L'emballage de The Akkermansia Company affiche en grosses lettres "gestion du poids" et "scientifiquement prouvé". De petites astérisques précisent que cette allégation concerne l'ajout de thé vert. Mais ce n’est clair pour personne. L'étiquette donne l'impression que l'Akkermansia pasteurisé et les "30 milliards de bactéries" font une différence scientifiquement prouvée, alors qu'en fait, cela n'a pas été prouvé du tout.
La mention "contrôle du poids" sur l'emballage ne fait pas référence à la bactérie intestinale Akkermansia muciniphila, mais plutôt à l'ajout de thé vert.
À propos, jusqu'à récemment, le site web de The Akkermania Company, dont le lien se trouve sur l'emballage, affirmait littéralement qu'il était "scientifiquement prouvé" que l'Akkermansia faisait une différence.

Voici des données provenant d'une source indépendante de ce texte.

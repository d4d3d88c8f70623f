//! services/api/src/config.rs
//!
//! Defines the application's configuration structure and loading logic.
//!
//! All configuration is loaded from environment variables at startup. The `.env`
//! file is used for local development.

use std::net::SocketAddr;
use std::path::PathBuf;
use tracing::Level;

/// A custom error type for configuration loading failures.
#[derive(Debug, thiserror::Error)]
pub enum ConfigError {
    #[error("Missing the environment variable {0}")]
    MissingVar(String),
    #[error("Invalid value for the environment variable {0}: {1}")]
    InvalidValue(String, String),
}

/// Holds all configuration loaded from the environment at startup.
#[derive(Clone, Debug)]
pub struct Config {
    pub bind_address: SocketAddr,
    pub database_url: String,
    pub database_max_connections: u32,
    pub log_level: Level,
    pub jwt_secret: String,
    pub upload_dir: PathBuf,
    /// Turns on the `Secure` cookie attribute.
    pub production: bool,
    /// Empty means "mirror the request origin".
    pub cors_allowed_origins: Vec<String>,
    pub expose_token_in_body: bool,
    pub max_upload_bytes: usize,
}

impl Config {
    /// Loads configuration from environment variables.
    ///
    /// It will look for a `.env` file in the current directory for development,
    /// but this is skipped in test environments to ensure tests are hermetic.
    pub fn from_env() -> Result<Self, ConfigError> {
        // Only load from .env in non-test mode to avoid contamination.
        if !cfg!(test) {
            dotenvy::dotenv().ok();
        }
        Self::from_lookup(|key| std::env::var(key).ok())
    }

    /// Builds the configuration from an arbitrary variable source.
    pub fn from_lookup<F>(lookup: F) -> Result<Self, ConfigError>
    where
        F: Fn(&str) -> Option<String>,
    {
        // --- Load Server and Database Settings ---
        let bind_address_str =
            lookup("BIND_ADDRESS").unwrap_or_else(|| "0.0.0.0:3000".to_string());
        let bind_address = bind_address_str.parse::<SocketAddr>().map_err(|e| {
            ConfigError::InvalidValue("BIND_ADDRESS".to_string(), e.to_string())
        })?;

        let database_url = lookup("DATABASE_URL")
            .ok_or_else(|| ConfigError::MissingVar("DATABASE_URL".to_string()))?;
        let database_max_connections = parse_var(&lookup, "DATABASE_MAX_CONNECTIONS", 5)?;

        let log_level_str = lookup("RUST_LOG").unwrap_or_else(|| "INFO".to_string());
        let log_level = log_level_str.parse::<Level>().map_err(|_| {
            ConfigError::InvalidValue(
                "RUST_LOG".to_string(),
                format!("'{}' is not a valid log level", log_level_str),
            )
        })?;

        // --- Load Auth Settings ---
        let jwt_secret = lookup("JWT_SECRET")
            .filter(|s| !s.is_empty())
            .ok_or_else(|| ConfigError::MissingVar("JWT_SECRET".to_string()))?;
        let production = lookup("APP_ENV")
            .map(|env| env.eq_ignore_ascii_case("production"))
            .unwrap_or(false);
        let expose_token_in_body = parse_var(&lookup, "EXPOSE_TOKEN_IN_BODY", false)?;
        let cors_allowed_origins = lookup("CORS_ALLOWED_ORIGINS")
            .map(|origins| {
                origins
                    .split(',')
                    .map(str::trim)
                    .filter(|o| !o.is_empty())
                    .map(String::from)
                    .collect()
            })
            .unwrap_or_default();

        // --- Load Upload Settings ---
        let upload_dir = lookup("UPLOAD_DIR")
            .map(PathBuf::from)
            .unwrap_or_else(|| PathBuf::from("./public/uploads"));
        let max_upload_bytes = parse_var(&lookup, "MAX_UPLOAD_BYTES", 10 * 1024 * 1024)?;

        Ok(Self {
            bind_address,
            database_url,
            database_max_connections,
            log_level,
            jwt_secret,
            upload_dir,
            production,
            cors_allowed_origins,
            expose_token_in_body,
            max_upload_bytes,
        })
    }

    /// Whether the in-memory store was requested instead of PostgreSQL.
    pub fn uses_memory_store(&self) -> bool {
        self.database_url.starts_with("memory:")
    }
}

fn parse_var<F, T>(lookup: &F, key: &str, default: T) -> Result<T, ConfigError>
where
    F: Fn(&str) -> Option<String>,
    T: std::str::FromStr,
    T::Err: std::fmt::Display,
{
    match lookup(key) {
        Some(raw) => raw
            .trim()
            .parse::<T>()
            .map_err(|e| ConfigError::InvalidValue(key.to_string(), e.to_string())),
        None => Ok(default),
    }
}

#[cfg(test)]
mod tests {
    use super::*;
    use std::collections::HashMap;

    fn lookup_from(pairs: &[(&str, &str)]) -> impl Fn(&str) -> Option<String> {
        let vars: HashMap<String, String> = pairs
            .iter()
            .map(|(k, v)| (k.to_string(), v.to_string()))
            .collect();
        move |key| vars.get(key).cloned()
    }

    #[test]
    fn defaults_are_applied() {
        let config = Config::from_lookup(lookup_from(&[
            ("DATABASE_URL", "postgres://localhost/bookshelf"),
            ("JWT_SECRET", "s3cret"),
        ]))
        .unwrap();

        assert_eq!(config.bind_address.port(), 3000);
        assert_eq!(config.database_max_connections, 5);
        assert_eq!(config.upload_dir, PathBuf::from("./public/uploads"));
        assert!(!config.production);
        assert!(!config.expose_token_in_body);
        assert!(config.cors_allowed_origins.is_empty());
        assert!(!config.uses_memory_store());
    }

    #[test]
    fn missing_secret_is_reported() {
        let err = Config::from_lookup(lookup_from(&[("DATABASE_URL", "memory://")])).unwrap_err();
        assert!(matches!(err, ConfigError::MissingVar(var) if var == "JWT_SECRET"));
    }

    #[test]
    fn invalid_values_are_rejected() {
        let err = Config::from_lookup(lookup_from(&[
            ("DATABASE_URL", "memory://"),
            ("JWT_SECRET", "s3cret"),
            ("EXPOSE_TOKEN_IN_BODY", "sometimes"),
        ]))
        .unwrap_err();
        assert!(matches!(err, ConfigError::InvalidValue(var, _) if var == "EXPOSE_TOKEN_IN_BODY"));
    }

    #[test]
    fn production_and_origins_are_parsed() {
        let config = Config::from_lookup(lookup_from(&[
            ("DATABASE_URL", "memory://"),
            ("JWT_SECRET", "s3cret"),
            ("APP_ENV", "Production"),
            ("CORS_ALLOWED_ORIGINS", "http://a.test, http://b.test,"),
        ]))
        .unwrap();
        assert!(config.production);
        assert!(config.uses_memory_store());
        assert_eq!(
            config.cors_allowed_origins,
            vec!["http://a.test".to_string(), "http://b.test".to_string()]
        );
    }
}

Mais cela a été modifié depuis en "scientifiquement testé", suite à une plainte du SPF Santé publique et à un article critique dans Le Soir. Comme si c'était un changement majeur pour le consommateur moyen... Cela reste trompeur à nos yeux.

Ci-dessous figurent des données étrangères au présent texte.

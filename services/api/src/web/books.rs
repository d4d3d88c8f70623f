//! services/api/src/web/books.rs
//!
//! Catalog endpoints: list, fetch, create, update and delete books.

use axum::{
    extract::{Path, State},
    http::StatusCode,
    response::IntoResponse,
    Json,
};
use bookshelf_core::domain::{Book, Category, ContentBlock};
use chrono::{DateTime, Utc};
use serde::Serialize;
use serde_json::Value;
use std::sync::Arc;
use tracing::{error, info};
use utoipa::ToSchema;

use crate::error::{ApiError, ErrorBody};
use crate::web::auth::MessageResponse;
use crate::web::book_form::{BookForm, BookPayload, UploadedFile};
use crate::web::extract::parse_path_id;
use crate::web::state::AppState;

//=========================================================================================
// Response Types
//=========================================================================================

#[derive(Debug, Serialize, ToSchema)]
pub struct CategoryResponse {
    pub id: i64,
    pub name: String,
}

impl From<Category> for CategoryResponse {
    fn from(category: Category) -> Self {
        Self {
            id: category.id,
            name: category.name,
        }
    }
}

#[derive(Debug, Serialize, ToSchema)]
#[serde(rename_all = "camelCase")]
pub struct ContentBlockResponse {
    pub id: i64,
    pub book_id: i64,
    #[serde(rename = "type")]
    pub block_type: String,
    pub content: String,
    pub order: i32,
}

impl From<ContentBlock> for ContentBlockResponse {
    fn from(block: ContentBlock) -> Self {
        Self {
            id: block.id,
            book_id: block.book_id,
            block_type: block.block_type,
            content: block.content,
            order: block.order,
        }
    }
}

/// A book with its categories and ordered content blocks.
#[derive(Debug, Serialize, ToSchema)]
#[serde(rename_all = "camelCase")]
pub struct BookResponse {
    pub id: i64,
    pub title: String,
    pub author: String,
    pub language: String,
    pub cover_image: Option<String>,
    pub small_description: Option<String>,
    pub content: Option<String>,
    pub page_count: Option<i32>,
    pub audio_link: Option<String>,
    #[schema(value_type = Option<Object>)]
    pub related_info: Option<Value>,
    pub layout: String,
    pub images: Vec<String>,
    pub categories: Vec<CategoryResponse>,
    pub content_blocks: Vec<ContentBlockResponse>,
    pub created_at: DateTime<Utc>,
    pub updated_at: DateTime<Utc>,
}

impl From<Book> for BookResponse {
    fn from(book: Book) -> Self {
        Self {
            id: book.id,
            title: book.title,
            author: book.author,
            language: book.language,
            cover_image: book.cover_image,
            small_description: book.small_description,
            content: book.content,
            page_count: book.page_count,
            audio_link: book.audio_link,
            related_info: book.related_info,
            layout: book.layout.to_string(),
            images: book.images,
            categories: book.categories.into_iter().map(Into::into).collect(),
            content_blocks: book.content_blocks.into_iter().map(Into::into).collect(),
            created_at: book.created_at,
            updated_at: book.updated_at,
        }
    }
}

pub fn to_responses(books: Vec<Book>) -> Vec<BookResponse> {
    books.into_iter().map(BookResponse::from).collect()
}

//=========================================================================================
// Upload Helpers
//=========================================================================================

async fn save_upload(state: &AppState, file: UploadedFile) -> Result<String, ApiError> {
    state
        .storage
        .save_file(&file.file_name, &file.data)
        .await
        .map_err(|e| {
            error!("Failed to store upload '{}': {:?}", file.file_name, e);
            ApiError::Internal("Failed to store uploaded file".to_string())
        })
}

/// Stores the uploaded files and returns the cover ref and the gallery refs.
/// Files saved before a failure are left in place.
async fn store_uploads(
    state: &AppState,
    cover: Option<UploadedFile>,
    images: Vec<UploadedFile>,
) -> Result<(Option<String>, Option<Vec<String>>), ApiError> {
    let cover_ref = match cover {
        Some(file) => Some(save_upload(state, file).await?),
        None => None,
    };
    let mut image_refs = Vec::with_capacity(images.len());
    for file in images {
        image_refs.push(save_upload(state, file).await?);
    }
    let image_refs = (!image_refs.is_empty()).then_some(image_refs);
    Ok((cover_ref, image_refs))
}

//=========================================================================================
// Handlers
//=========================================================================================

/// GET /books - Every book with categories and content blocks
#[utoipa::path(
    get,
    path = "/books",
    responses(
        (status = 200, description = "All books", body = [BookResponse]),
        (status = 500, description = "Internal server error", body = ErrorBody)
    )
)]
pub async fn list_books_handler(
    State(state): State<Arc<AppState>>,
) -> Result<Json<Vec<BookResponse>>, ApiError> {
    let books = state.db.list_books().await?;
    Ok(Json(to_responses(books)))
}

/// GET /books/{id} - One book
#[utoipa::path(
    get,
    path = "/books/{id}",
    params(("id" = i64, Path, description = "Book id")),
    responses(
        (status = 200, description = "The book", body = BookResponse),
        (status = 400, description = "Invalid book ID", body = ErrorBody),
        (status = 404, description = "Book not found", body = ErrorBody)
    )
)]
pub async fn get_book_handler(
    State(state): State<Arc<AppState>>,
    Path(id): Path<String>,
) -> Result<Json<BookResponse>, ApiError> {
    let book_id = parse_path_id(&id, "book")?;
    let book = state.db.get_book(book_id).await?;
    Ok(Json(book.into()))
}

/// POST /books - Create a book (JSON or multipart)
#[utoipa::path(
    post,
    path = "/books",
    request_body(
        content = BookPayload,
        description = "Book fields as JSON, or the same fields as multipart/form-data with optional `coverImage` and `images` files."
    ),
    responses(
        (status = 201, description = "Book created", body = BookResponse),
        (status = 400, description = "Missing required fields or invalid input", body = ErrorBody),
        (status = 500, description = "Internal server error", body = ErrorBody)
    )
)]
pub async fn create_book_handler(
    State(state): State<Arc<AppState>>,
    form: BookForm,
) -> Result<impl IntoResponse, ApiError> {
    let mut draft = form.payload.into_draft()?;

    let (cover_ref, image_refs) = store_uploads(&state, form.cover_upload, form.image_uploads).await?;
    if let Some(cover_ref) = cover_ref {
        draft.cover_image = Some(cover_ref);
    }
    if let Some(image_refs) = image_refs {
        draft.images = image_refs;
    }

    let book = state.db.create_book(draft).await?;
    info!("Created book {} '{}'", book.id, book.title);
    Ok((StatusCode::CREATED, Json(BookResponse::from(book))))
}

/// PUT /books/{id} - Update a book (JSON or multipart)
#[utoipa::path(
    put,
    path = "/books/{id}",
    params(("id" = i64, Path, description = "Book id")),
    request_body(
        content = BookPayload,
        description = "Fields to change, as JSON or multipart/form-data. Categories and content blocks are replaced."
    ),
    responses(
        (status = 200, description = "Book updated", body = BookResponse),
        (status = 400, description = "Invalid book ID or input", body = ErrorBody),
        (status = 404, description = "Book not found", body = ErrorBody)
    )
)]
pub async fn update_book_handler(
    State(state): State<Arc<AppState>>,
    Path(id): Path<String>,
    form: BookForm,
) -> Result<Json<BookResponse>, ApiError> {
    let book_id = parse_path_id(&id, "book")?;
    let mut changes = form.payload.into_changes()?;

    // No files are written for a book that does not exist.
    if form.cover_upload.is_some() || !form.image_uploads.is_empty() {
        state.db.get_book(book_id).await?;
    }
    let (cover_ref, image_refs) = store_uploads(&state, form.cover_upload, form.image_uploads).await?;
    if cover_ref.is_some() {
        changes.cover_image = cover_ref;
    }
    if image_refs.is_some() {
        changes.images = image_refs;
    }

    let book = state.db.update_book(book_id, changes).await?;
    info!("Updated book {}", book.id);
    Ok(Json(book.into()))
}

/// DELETE /books/{id} - Delete a book and its bookmarks
#[utoipa::path(
    delete,
    path = "/books/{id}",
    params(("id" = i64, Path, description = "Book id")),
    responses(
        (status = 200, description = "Book deleted", body = MessageResponse),
        (status = 400, description = "Invalid book ID", body = ErrorBody),
        (status = 404, description = "Book not found", body = ErrorBody)
    )
)]
pub async fn delete_book_handler(
    State(state): State<Arc<AppState>>,
    Path(id): Path<String>,
) -> Result<Json<MessageResponse>, ApiError> {
    let book_id = parse_path_id(&id, "book")?;
    state.db.delete_book(book_id).await?;
    info!("Deleted book {}", book_id);
    Ok(Json(MessageResponse {
        message: "Book deleted successfully".to_string(),
    }))
}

Sur un autre site web, depuis mis hors ligne, la société déballe également des "allégations thérapeutiques", en faisant des déclarations sur la prévention et le traitement des maladies. Par exemple, ce médicament aiderait à lutter contre la "diabésité", un terme qui désigne l'apparition simultanée de l'obésité et du diabète. De telles allégations sont non seulement interdites pour les compléments alimentaires, mais elles ne sont pas non plus prouvées de manière convaincante.

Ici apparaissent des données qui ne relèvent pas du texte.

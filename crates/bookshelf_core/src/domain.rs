//! crates/bookshelf_core/src/domain.rs
//!
//! Defines the pure, core data structures for the application.
//! These structs are independent of any database or wire format.

use chrono::{DateTime, Utc};
use serde_json::Value;
use std::fmt;
use std::str::FromStr;

//=========================================================================================
// Users
//=========================================================================================

/// Represents a user - used throughout the app. Never carries the password hash.
#[derive(Debug, Clone, PartialEq)]
pub struct User {
    pub id: i64,
    pub email: String,
    pub full_name: String,
    pub mobile: Option<String>,
    pub created_at: DateTime<Utc>,
}

// Only used internally for login - contains sensitive data
#[derive(Debug, Clone)]
pub struct UserCredentials {
    pub user: User,
    pub password_hash: String,
}

/// Data needed to create a user. The password is already hashed.
#[derive(Debug, Clone)]
pub struct NewUser {
    pub email: String,
    pub password_hash: String,
    pub full_name: String,
    pub mobile: Option<String>,
}

/// A partial profile update; `None` leaves the field untouched.
#[derive(Debug, Clone, Default)]
pub struct ProfileUpdate {
    pub full_name: Option<String>,
    pub mobile: Option<String>,
}

//=========================================================================================
// Catalog
//=========================================================================================

/// How a book's content is laid out by the reader UI.
#[derive(Debug, Clone, Copy, PartialEq, Eq, Default)]
pub enum Layout {
    FullText,
    ImageTopTextBottom,
    TextTopImageBottom,
    #[default]
    Mixed,
}

impl Layout {
    pub fn as_str(&self) -> &'static str {
        match self {
            Layout::FullText => "FULL_TEXT",
            Layout::ImageTopTextBottom => "IMAGE_TOP_TEXT_BOTTOM",
            Layout::TextTopImageBottom => "TEXT_TOP_IMAGE_BOTTOM",
            Layout::Mixed => "MIXED",
        }
    }
}

impl fmt::Display for Layout {
    fn fmt(&self, f: &mut fmt::Formatter<'_>) -> fmt::Result {
        f.write_str(self.as_str())
    }
}

#[derive(Debug, Clone, PartialEq, Eq, thiserror::Error)]
#[error("unknown layout '{0}'")]
pub struct UnknownLayout(pub String);

impl FromStr for Layout {
    type Err = UnknownLayout;

    fn from_str(s: &str) -> Result<Self, Self::Err> {
        match s.trim().to_ascii_uppercase().as_str() {
            "FULL_TEXT" => Ok(Layout::FullText),
            "IMAGE_TOP_TEXT_BOTTOM" => Ok(Layout::ImageTopTextBottom),
            "TEXT_TOP_IMAGE_BOTTOM" => Ok(Layout::TextTopImageBottom),
            "MIXED" => Ok(Layout::Mixed),
            _ => Err(UnknownLayout(s.to_string())),
        }
    }
}

#[derive(Debug, Clone, PartialEq, Eq)]
pub struct Category {
    pub id: i64,
    pub name: String,
}

/// One ordered unit of a book's body.
#[derive(Debug, Clone, PartialEq)]
pub struct ContentBlock {
    pub id: i64,
    pub book_id: i64,
    pub block_type: String,
    pub content: String,
    pub order: i32,
}

/// A content block as submitted by a caller, before it has an id.
#[derive(Debug, Clone, PartialEq)]
pub struct NewContentBlock {
    pub block_type: String,
    pub content: String,
    pub order: i32,
}

/// The catalog aggregate: a book with its categories and content blocks.
#[derive(Debug, Clone, PartialEq)]
pub struct Book {
    pub id: i64,
    pub title: String,
    pub author: String,
    pub language: String,
    pub cover_image: Option<String>,
    pub small_description: Option<String>,
    pub content: Option<String>,
    pub page_count: Option<i32>,
    pub audio_link: Option<String>,
    pub related_info: Option<Value>,
    pub layout: Layout,
    pub images: Vec<String>,
    pub categories: Vec<Category>,
    pub content_blocks: Vec<ContentBlock>,
    pub created_at: DateTime<Utc>,
    pub updated_at: DateTime<Utc>,
}

/// A fully validated "create book" command.
#[derive(Debug, Clone, PartialEq)]
pub struct BookDraft {
    pub title: String,
    pub author: String,
    pub language: String,
    pub cover_image: Option<String>,
    pub small_description: Option<String>,
    pub content: Option<String>,
    pub page_count: Option<i32>,
    pub audio_link: Option<String>,
    pub related_info: Option<Value>,
    pub layout: Layout,
    pub images: Vec<String>,
    pub category_names: Vec<String>,
    pub content_blocks: Vec<NewContentBlock>,
}

/// A fully validated "update book" command.
///
/// Scalar `None`s leave the stored value as is. Categories and content blocks
/// are always replaced with the given lists.
#[derive(Debug, Clone, Default, PartialEq)]
pub struct BookChanges {
    pub title: Option<String>,
    pub author: Option<String>,
    pub language: Option<String>,
    pub cover_image: Option<String>,
    pub small_description: Option<String>,
    pub content: Option<String>,
    pub page_count: Option<i32>,
    pub audio_link: Option<String>,
    pub related_info: Option<Value>,
    pub layout: Option<Layout>,
    pub images: Option<Vec<String>>,
    pub category_names: Vec<String>,
    pub content_blocks: Vec<NewContentBlock>,
}

/// Books highlighted on the landing page.
#[derive(Debug, Clone, Default)]
pub struct FeaturedBooks {
    pub trending: Vec<Book>,
    pub recommended: Vec<Book>,
}

//=========================================================================================
// Reading progress
//=========================================================================================

/// A user's reading progress in one book. Unique per (user, book).
#[derive(Debug, Clone, PartialEq)]
pub struct Bookmark {
    pub id: i64,
    pub user_id: i64,
    pub book_id: i64,
    pub progress: f64,
    pub created_at: DateTime<Utc>,
    pub updated_at: DateTime<Utc>,
}

#[derive(Debug, Clone)]
pub struct BookmarkWithBook {
    pub bookmark: Bookmark,
    pub book: Book,
}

Pour stimuler les ventes, l'entreprise compte évidemment aussi sur les pharmaciens et autres prestataires de soins de santé. Ceux-ci ont pu participer hier à un webinaire sur tous les effets bénéfiques de ces bactéries miracles. À la fin, on leur a demandé s'ils étaient convaincus de prescrire le médicament et s'ils souhaitaient recevoir la visite d'un représentant.
Pourquoi certains universitaires font la promotion de ce supplément d'Akkermansia muciniphila ... ...
Le rôle de certaines bactéries intestinales telles que l'Akkermansia muciniphila sur notre santé est étudié depuis des années par des chercheurs de l'Université Catholique de Louvain.
Les premières études ont été financées par des fonds publics. Lorsque leurs résultats se sont révélés prometteurs, l'un d'entre eux - le professeur Cani - a fondé en 2016, avec un collègue néerlandais de l'Université de Wageningen, une spin-off, A-Mansia, avec l'intention de commercialiser le produit et de réaliser des bénéfices privés.
Ce n'est pas un hasard s'ils ont commercialisé ce produit comme un complément alimentaire. C'est beaucoup plus rapide, plus facile et moins cher que de le commercialiser comme un médicament.
Avec quelques autres collègues, le professeur Cani détient plusieurs brevets sur la forme pasteurisée de cette bactérie. Il est également actionnaire et membre du conseil d'administration d'A-Mansia, désormais appelée The Akkermansia Company.
Si ses recherches fournissent des informations intéressantes et méritent d'être poursuivies, il est regrettable qu'un universitaire collabore à la commercialisation et à la promotion d'un produit coûteux dont l'efficacité n'a pas été prouvée de manière convaincante et que les consommateurs ainsi que les prestataires de soins de santé soient induits en erreur.